#### Required action
Here are the records. Write out exactly the lines between the one holding "use tracing::info;" and the one holding "and whether the", inclusive.

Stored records
*** Block opens ***

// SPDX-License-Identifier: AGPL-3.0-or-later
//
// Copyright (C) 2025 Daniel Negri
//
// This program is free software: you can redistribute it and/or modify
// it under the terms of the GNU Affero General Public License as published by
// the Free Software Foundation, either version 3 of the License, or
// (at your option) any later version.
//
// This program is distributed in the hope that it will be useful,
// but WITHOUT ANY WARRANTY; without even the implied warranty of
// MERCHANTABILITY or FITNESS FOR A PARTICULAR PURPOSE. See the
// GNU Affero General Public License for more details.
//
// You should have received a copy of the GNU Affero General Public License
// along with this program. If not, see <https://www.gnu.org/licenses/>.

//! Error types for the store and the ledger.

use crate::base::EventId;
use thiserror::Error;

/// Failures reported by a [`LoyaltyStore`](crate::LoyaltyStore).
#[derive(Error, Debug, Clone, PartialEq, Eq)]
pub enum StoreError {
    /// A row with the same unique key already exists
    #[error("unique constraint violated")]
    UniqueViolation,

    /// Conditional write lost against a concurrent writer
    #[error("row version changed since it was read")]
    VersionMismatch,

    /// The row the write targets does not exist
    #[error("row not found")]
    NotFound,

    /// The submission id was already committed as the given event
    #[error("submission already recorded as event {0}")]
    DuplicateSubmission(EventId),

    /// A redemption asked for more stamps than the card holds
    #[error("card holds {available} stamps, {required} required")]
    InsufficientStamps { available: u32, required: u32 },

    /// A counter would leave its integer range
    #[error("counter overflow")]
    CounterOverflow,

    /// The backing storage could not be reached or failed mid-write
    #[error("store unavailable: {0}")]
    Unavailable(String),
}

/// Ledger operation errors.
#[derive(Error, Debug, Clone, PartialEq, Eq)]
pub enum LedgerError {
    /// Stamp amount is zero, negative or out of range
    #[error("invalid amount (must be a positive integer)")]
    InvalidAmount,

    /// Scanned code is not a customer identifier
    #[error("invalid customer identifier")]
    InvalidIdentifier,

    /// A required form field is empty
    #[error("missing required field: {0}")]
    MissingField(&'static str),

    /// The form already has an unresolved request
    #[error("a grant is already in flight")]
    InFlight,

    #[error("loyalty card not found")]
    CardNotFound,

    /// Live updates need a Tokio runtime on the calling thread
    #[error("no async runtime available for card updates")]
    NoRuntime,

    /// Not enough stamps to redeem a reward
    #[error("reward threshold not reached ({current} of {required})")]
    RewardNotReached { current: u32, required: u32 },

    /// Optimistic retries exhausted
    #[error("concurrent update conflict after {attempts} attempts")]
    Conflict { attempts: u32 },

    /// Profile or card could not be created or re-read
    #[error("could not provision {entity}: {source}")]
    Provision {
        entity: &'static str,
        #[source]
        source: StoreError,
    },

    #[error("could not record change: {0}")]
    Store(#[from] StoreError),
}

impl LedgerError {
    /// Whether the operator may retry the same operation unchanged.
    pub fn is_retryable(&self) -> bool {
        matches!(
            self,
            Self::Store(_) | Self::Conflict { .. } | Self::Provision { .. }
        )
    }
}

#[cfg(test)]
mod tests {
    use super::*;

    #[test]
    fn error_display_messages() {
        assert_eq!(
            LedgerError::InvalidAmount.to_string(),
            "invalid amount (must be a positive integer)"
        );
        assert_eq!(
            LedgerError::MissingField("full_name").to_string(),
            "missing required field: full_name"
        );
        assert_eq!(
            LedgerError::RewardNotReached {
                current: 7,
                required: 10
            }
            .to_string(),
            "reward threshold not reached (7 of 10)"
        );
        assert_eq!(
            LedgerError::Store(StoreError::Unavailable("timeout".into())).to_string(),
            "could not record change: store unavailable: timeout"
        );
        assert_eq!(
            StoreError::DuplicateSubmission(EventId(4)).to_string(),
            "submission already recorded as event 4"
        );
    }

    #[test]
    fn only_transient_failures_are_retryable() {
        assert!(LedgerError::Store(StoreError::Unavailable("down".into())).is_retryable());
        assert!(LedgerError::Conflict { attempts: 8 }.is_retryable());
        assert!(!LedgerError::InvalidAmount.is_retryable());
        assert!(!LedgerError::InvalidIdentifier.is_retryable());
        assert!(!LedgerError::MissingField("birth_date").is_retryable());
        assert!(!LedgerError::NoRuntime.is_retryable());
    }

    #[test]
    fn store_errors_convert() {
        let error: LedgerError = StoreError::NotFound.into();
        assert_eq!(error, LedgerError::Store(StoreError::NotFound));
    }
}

*** Block closes ***
*** Block opens ***

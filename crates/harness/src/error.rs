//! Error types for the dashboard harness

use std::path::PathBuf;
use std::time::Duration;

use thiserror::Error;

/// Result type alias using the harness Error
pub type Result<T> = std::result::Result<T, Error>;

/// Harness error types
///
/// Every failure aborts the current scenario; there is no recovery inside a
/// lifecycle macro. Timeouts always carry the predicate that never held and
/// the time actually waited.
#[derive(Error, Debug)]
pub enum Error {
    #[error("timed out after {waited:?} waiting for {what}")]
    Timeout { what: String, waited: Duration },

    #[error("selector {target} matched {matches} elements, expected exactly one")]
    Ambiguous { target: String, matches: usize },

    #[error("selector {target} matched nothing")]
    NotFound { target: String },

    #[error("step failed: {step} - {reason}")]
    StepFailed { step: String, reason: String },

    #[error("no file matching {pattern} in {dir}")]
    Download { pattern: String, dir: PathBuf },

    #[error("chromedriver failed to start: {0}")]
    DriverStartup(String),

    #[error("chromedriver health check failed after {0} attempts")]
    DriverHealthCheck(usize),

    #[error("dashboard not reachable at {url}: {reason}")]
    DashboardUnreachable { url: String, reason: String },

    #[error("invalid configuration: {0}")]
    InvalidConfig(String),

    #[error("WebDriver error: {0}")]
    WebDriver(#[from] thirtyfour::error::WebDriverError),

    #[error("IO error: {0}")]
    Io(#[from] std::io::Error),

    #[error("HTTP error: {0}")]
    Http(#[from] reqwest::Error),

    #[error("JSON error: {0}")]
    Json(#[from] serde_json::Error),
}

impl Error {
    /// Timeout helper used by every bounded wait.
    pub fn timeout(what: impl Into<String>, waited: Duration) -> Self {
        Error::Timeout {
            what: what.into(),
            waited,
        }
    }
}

*** Block closes ***
*** Block opens ***

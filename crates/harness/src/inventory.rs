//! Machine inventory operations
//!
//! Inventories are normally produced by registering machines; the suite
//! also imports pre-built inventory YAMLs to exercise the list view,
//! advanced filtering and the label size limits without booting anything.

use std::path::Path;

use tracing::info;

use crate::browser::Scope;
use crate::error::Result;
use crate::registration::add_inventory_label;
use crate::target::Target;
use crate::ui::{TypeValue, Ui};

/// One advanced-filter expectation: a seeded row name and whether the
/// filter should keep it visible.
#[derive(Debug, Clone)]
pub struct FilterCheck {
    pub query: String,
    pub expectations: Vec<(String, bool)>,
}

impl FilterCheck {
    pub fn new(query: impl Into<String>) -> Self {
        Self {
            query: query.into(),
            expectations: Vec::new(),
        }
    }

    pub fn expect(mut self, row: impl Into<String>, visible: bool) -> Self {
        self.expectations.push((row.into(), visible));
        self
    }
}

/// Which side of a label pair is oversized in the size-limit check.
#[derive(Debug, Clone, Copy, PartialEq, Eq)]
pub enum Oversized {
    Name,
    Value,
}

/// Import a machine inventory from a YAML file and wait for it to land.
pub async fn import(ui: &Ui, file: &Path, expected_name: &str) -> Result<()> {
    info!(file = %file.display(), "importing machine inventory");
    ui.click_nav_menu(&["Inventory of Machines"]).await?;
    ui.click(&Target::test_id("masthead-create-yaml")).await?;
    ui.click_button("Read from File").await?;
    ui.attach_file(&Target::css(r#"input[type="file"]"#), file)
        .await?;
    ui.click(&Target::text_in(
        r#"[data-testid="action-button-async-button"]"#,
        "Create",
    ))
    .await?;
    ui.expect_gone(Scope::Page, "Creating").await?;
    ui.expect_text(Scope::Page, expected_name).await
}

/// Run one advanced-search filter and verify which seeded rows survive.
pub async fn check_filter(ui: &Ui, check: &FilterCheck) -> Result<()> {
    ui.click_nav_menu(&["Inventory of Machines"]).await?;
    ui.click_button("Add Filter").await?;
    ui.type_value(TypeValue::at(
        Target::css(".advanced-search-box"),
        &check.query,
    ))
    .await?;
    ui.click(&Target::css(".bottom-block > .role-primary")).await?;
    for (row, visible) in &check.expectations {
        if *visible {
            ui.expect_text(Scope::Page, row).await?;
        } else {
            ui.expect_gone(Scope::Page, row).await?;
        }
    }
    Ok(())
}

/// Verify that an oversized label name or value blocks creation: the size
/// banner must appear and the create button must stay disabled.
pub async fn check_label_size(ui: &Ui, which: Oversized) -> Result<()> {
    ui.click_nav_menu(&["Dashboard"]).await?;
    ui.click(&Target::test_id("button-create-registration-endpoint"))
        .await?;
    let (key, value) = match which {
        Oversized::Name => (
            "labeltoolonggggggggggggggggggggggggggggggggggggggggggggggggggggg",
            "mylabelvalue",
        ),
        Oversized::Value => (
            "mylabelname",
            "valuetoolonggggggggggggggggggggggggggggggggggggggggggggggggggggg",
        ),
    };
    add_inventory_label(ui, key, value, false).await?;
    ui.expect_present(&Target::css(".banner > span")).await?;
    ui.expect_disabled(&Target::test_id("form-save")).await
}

*** Block closes ***

#### Response for this exercise
use tracing::info;

use crate::browser::Scope;
use crate::error::Result;
use crate::registration::add_inventory_label;
use crate::target::Target;
use crate::ui::{TypeValue, Ui};

/// One advanced-filter expectation: a seeded row name and whether the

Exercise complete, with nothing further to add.